You can definatly weasle around the law and rip someone off, but you would be a big goober if you did so.

AFAIK, the reasons I stated above were WHY the copyrights were made, not what they are used for today.

I am not a law major or history major, but for some reason I am pretty sure that when copyrights were first envisioned, it was to protect the creator, not prevent you from listening to it/ performing it as LONG AS IT DIDN'T HURT THE AUTHOR.

This whole stuff about you can't use someone's music to make new music, or that you can be sue'd for listening to something is all the work of big companies to get the almighty dollar.

anyway... as far as the Svengali deck is concerned don't worry about it. but DON'T GO AFTER MARKETED EFFECTS(ones that are being sold by creator). Peter is a member of the Café and you shouldn't rip off his elevator just if you came up with a similer idea.

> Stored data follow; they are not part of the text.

impl VBucketStore {
    /// Create a store with one coordinate slot per entry of `uuids`.
    pub fn new(uuids: &[u64], clock: Arc<dyn Clock>) -> Self {
        let coords: Vec<VBucketCoordinates> =
            uuids.iter().map(|u| VBucketCoordinates::fresh(*u)).collect();
        let history = coords
            .iter()
            .enumerate()
            .map(|(vb, c)| ((vb as u16, c.uuid), *c))
            .collect();
        Self {
            inner: Mutex::new(StoreInner {
                items: HashMap::new(),
                coords,
                history,
                cas_counter: 0,
            }),
            clock,
        }
    }

    pub fn now(&self) -> UnixTime {
        self.clock.now()
    }

    pub fn clock(&self) -> &dyn Clock {
        self.clock.as_ref()
    }

    /// Read an item, expiring it lazily.
    pub fn get(&self, ks: &KeySpec) -> Applied<Option<Item>> {
        let now = self.now();
        let mut events = Vec::new();
        let mut inner = self.inner.lock();
        let found = inner.live(ks, now, &mut events).map(|i| i.clone());
        Applied::new(found, events)
    }

    /// Store only if absent.
    pub fn add(&self, item: Item) -> Applied<MutationStatus> {
        let now = self.now();
        let mut events = Vec::new();
        let mut inner = self.inner.lock();
        let exists = inner.live(&item.key_spec, now, &mut events).is_some();
        let status = if exists || item.cas != 0 {
            Err(ErrorCode::KeyEexists)
        } else {
            Ok(inner.store(item, &mut events))
        };
        Applied::new(status, events)
    }

    /// Store only if present, honoring CAS and locks.
    pub fn replace(&self, item: Item) -> Applied<MutationStatus> {
        let now = self.now();
        let mut events = Vec::new();
        let mut inner = self.inner.lock();
        let status = inner.replace(item, now, &mut events);
        Applied::new(status, events)
    }

    /// Upsert. A non-zero CAS makes this a replace.
    pub fn set(&self, item: Item) -> Applied<MutationStatus> {
        let now = self.now();
        let mut events = Vec::new();
        let mut inner = self.inner.lock();
        let status = if item.cas != 0 {
            inner.replace(item, now, &mut events)
        } else {
            let locked = inner
                .live(&item.key_spec, now, &mut events)
                .is_some_and(|old| old.is_locked(now));
            if locked {
                Err(ErrorCode::KeyEexists)
            } else {
                Ok(inner.store(item, &mut events))
            }
        };
        Applied::new(status, events)
    }

    pub fn delete(&self, ks: &KeySpec, cas: u64) -> Applied<MutationStatus> {
        let now = self.now();
        let mut events = Vec::new();
        let mut inner = self.inner.lock();
        let removed_cas = match inner.live(ks, now, &mut events) {
            None => Err(ErrorCode::KeyEnoent),
            Some(old) => {
                if !old.ensure_unlocked(cas, now) {
                    Err(ErrorCode::Etmpfail)
                } else if cas != 0 && cas != old.cas {
                    Err(ErrorCode::KeyEexists)
                } else {
                    Ok(old.cas)
                }
            }
        };
        let status = removed_cas.map(|removed_cas| {
            inner.items.remove(ks);
            let coords = inner.incr_coords(ks.vbucket);
            events.push(StoreEvent::Deleted {
                key_spec: ks.clone(),
                coords,
            });
            Mutation {
                cas: removed_cas,
                coords,
            }
        });
        Applied::new(status, events)
    }

    /// Concatenate after the existing value. Flags and expiry are kept.
    pub fn append(&self, item: Item, max_len: usize) -> Applied<MutationStatus> {
        self.concat(item, false, max_len)
    }

    /// Concatenate before the existing value. Flags and expiry are kept.
    pub fn prepend(&self, item: Item, max_len: usize) -> Applied<MutationStatus> {
        self.concat(item, true, max_len)
    }

    /// The merged value may not exceed `max_len` bytes.
    fn concat(&self, item: Item, prepend: bool, max_len: usize) -> Applied<MutationStatus> {
        let now = self.now();
        let mut events = Vec::new();
        let mut inner = self.inner.lock();
        let status = inner.concat(item, prepend, max_len, now, &mut events);
        Applied::new(status, events)
    }

    /// Get-and-lock. Returns the locked item carrying the CAS that unlocks it.
    pub fn lock(&self, ks: &KeySpec, lock_time: u32) -> Applied<Result<Item, ErrorCode>> {
        let now = self.now();
        let mut events = Vec::new();
        let mut inner = self.inner.lock();
        let result = match inner.live(ks, now, &mut events) {
            None => Err(ErrorCode::KeyEnoent),
            Some(old) if old.is_locked(now) => Err(ErrorCode::Etmpfail),
            Some(old) => {
                let current = old.clone();
                inner.store(current, &mut events);
                // store() clears the lock, set it on the stored copy
                let deadline = now.add_secs(clamp_lock_time(lock_time)).secs();
                match inner.items.get_mut(ks) {
                    Some(stored) => {
                        stored.lock_expiry = deadline;
                        Ok(stored.clone())
                    }
                    None => Err(ErrorCode::Einternal),
                }
            }
        };
        Applied::new(result, events)
    }

    pub fn unlock(&self, ks: &KeySpec, cas: u64) -> Applied<Result<(), ErrorCode>> {
        let now = self.now();
        let mut events = Vec::new();
        let mut inner = self.inner.lock();
        let result = match inner.live(ks, now, &mut events) {
            None => Err(ErrorCode::KeyEnoent),
            Some(old) if !old.is_locked(now) || old.cas != cas => Err(ErrorCode::Etmpfail),
            Some(old) => {
                old.lock_expiry = 0;
                Ok(())
            }
        };
        Applied::new(result, events)
    }

    /// Update an item's expiry. `expiry` is absolute.
    pub fn touch(&self, ks: &KeySpec, expiry: u32) -> Applied<Result<Item, ErrorCode>> {
        let now = self.now();
        let mut events = Vec::new();
        let mut inner = self.inner.lock();
        let touched = match inner.live(ks, now, &mut events) {
            None => Err(ErrorCode::KeyEnoent),
            Some(old) if old.is_locked(now) => Err(ErrorCode::Etmpfail),
            Some(old) => {
                old.expiry = expiry;
                Ok(old.clone())
            }
        };
        let result = touched.map(|item| {
            let coords = inner.incr_coords(ks.vbucket);
            events.push(StoreEvent::Mutated {
                item: item.clone(),
                coords,
            });
            item
        });
        Applied::new(result, events)
    }

    /// Increment or decrement a decimal counter, creating it when allowed.
    pub fn arithmetic(&self, ks: &KeySpec, spec: ArithmeticSpec) -> Applied<Result<Counter, ErrorCode>> {
        let now = self.now();
        let mut events = Vec::new();
        let mut inner = self.inner.lock();
        let result = match inner.live(ks, now, &mut events) {
            None => match spec.initial {
                None => Err(ErrorCode::KeyEnoent),
                Some(_) if spec.cas != 0 => Err(ErrorCode::KeyEnoent),
                Some(initial) => {
                    let item = Item::new(ks.clone(), 0, spec.expiry, initial.to_string(), 0);
                    let mutation = inner.store(item, &mut events);
                    Ok(Counter {
                        value: initial,
                        mutation,
                    })
                }
            },
            Some(old) if old.is_locked(now) => Err(ErrorCode::Etmpfail),
            Some(old) if spec.cas != 0 && spec.cas != old.cas => Err(ErrorCode::KeyEexists),
            Some(old) => match apply_delta(&old.value, &spec) {
                Err(code) => Err(code),
                Ok(value) => {
                    let mut next = old.clone();
                    next.value = value.to_string().into();
                    if spec.expiry > 0 {
                        next.expiry = spec.expiry;
                    }
                    let mutation = inner.store(next, &mut events);
                    Ok(Counter { value, mutation })
                }
            },
        };
        Applied::new(result, events)
    }

    /// Apply a mutation received from the vbucket's active node.
    pub fn force_mutation(&self, item: Item, coords: VBucketCoordinates) -> Applied<()> {
        let mut inner = self.inner.lock();
        inner.seek(item.key_spec.vbucket, coords);
        let event = StoreEvent::Mutated {
            item: item.clone(),
            coords,
        };
        inner.items.insert(item.key_spec.clone(), item);
        Applied::new((), vec![event])
    }

    /// Apply a deletion received from the vbucket's active node.
    pub fn force_delete(&self, ks: &KeySpec, coords: VBucketCoordinates) -> Applied<()> {
        let mut inner = self.inner.lock();
        inner.seek(ks.vbucket, coords);
        inner.items.remove(ks);
        let event = StoreEvent::Deleted {
            key_spec: ks.clone(),
            coords,
        };
        Applied::new((), vec![event])
    }

    /// Install new uuids for every vbucket. Previous coordinates stay queryable.
    pub fn update_coords(&self, uuids: &[u64]) {
        let mut inner = self.inner.lock();
        let StoreInner { coords, history, .. } = &mut *inner;
        for (vb, (slot, uuid)) in coords.iter_mut().zip(uuids).enumerate() {
            history.insert((vb as u16, slot.uuid), *slot);
            *slot = VBucketCoordinates::fresh(*uuid);
            history.insert((vb as u16, slot.uuid), *slot);
        }
    }

    pub fn current_coords(&self, vbucket: u16) -> VBucketCoordinates {
        let inner = self.inner.lock();
        inner.coords.get(vbucket as usize).copied().unwrap_or_default()
    }

    /// Coordinates recorded for `uuid`, live if it is the current one.
    pub fn find_coords(&self, vbucket: u16, uuid: u64) -> Option<VBucketCoordinates> {
        let inner = self.inner.lock();
        match inner.coords.get(vbucket as usize) {
            Some(current) if current.uuid == uuid => Some(*current),
            _ => inner.history.get(&(vbucket, uuid)).copied(),
        }
    }

    /// Raw read without expiry processing.
    pub fn peek(&self, ks: &KeySpec) -> Option<Item> {
        self.inner.lock().items.get(ks).cloned()
    }

    /// Raw write that bypasses CAS, coordinates and propagation.
    pub fn put_raw(&self, item: Item) {
        self.inner.lock().items.insert(item.key_spec.clone(), item);
    }

    /// Raw removal that bypasses coordinates and propagation.
    pub fn remove_raw(&self, ks: &KeySpec) -> Option<Item> {
        self.inner.lock().items.remove(ks)
    }

    /// Snapshot of all unexpired items.
    pub fn live_items(&self) -> Vec<Item> {
        let now = self.now();
        self.inner
            .lock()
            .items
            .values()
            .filter(|i| !i.is_expired(now))
            .cloned()
            .collect()
    }

    pub fn len(&self) -> usize {
        self.inner.lock().items.len()
    }

    pub fn is_empty(&self) -> bool {
        self.len() == 0
    }

    pub fn flush(&self) {
        self.inner.lock().items.clear();
    }
}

Besides you wouldn't have come up with the method had you not watched the video of it.

And yes you CAN patent secret's, a lot of Copperfields things are patented with some large illusions. The secret is how broadly you define your patent.

I don't know if peter patented the elevator, but i'm sure you could define it broadly enough that a slight change in the method would be covered, since you are still using the "base method"
Message: Posted by: 12345 (Sep 18, 2003 02:49AM)
I would never rip off the creator, but I am going to make my own ID and sell it... I was just making a point of its trickey to patent a effect and the loop holes and such, like look at Ellusionist.CON what a joke! why are people in the magic community letting his team CON get away with that?? I guess he used a loop hole...man if that guy ever punked of Andrew Mayne or Fearson I will hack his site and direct it to some porn site
Message: Posted by: MacGyver (Sep 18, 2003 06:07PM)
yeah.... that's what you'd do.... lol

You are an evil mastermind!
Message: Posted by: Billgussen (Sep 18, 2003 06:57PM)
[quote]
On 2003-09-18 03:29, MacGyver wrote:
I am not a law major or history major, but for some reason I am pretty sure that when copyrights were first envisioned, it was to protect the creator, not prevent you from listening to it/ performing it as LONG AS IT DIDN'T HURT THE AUTHOR.
[/quote]

What the lawmakers who created copyright law envisioned is irrelevant -- what's relevant is what is written in the law and how judges interpret those writings.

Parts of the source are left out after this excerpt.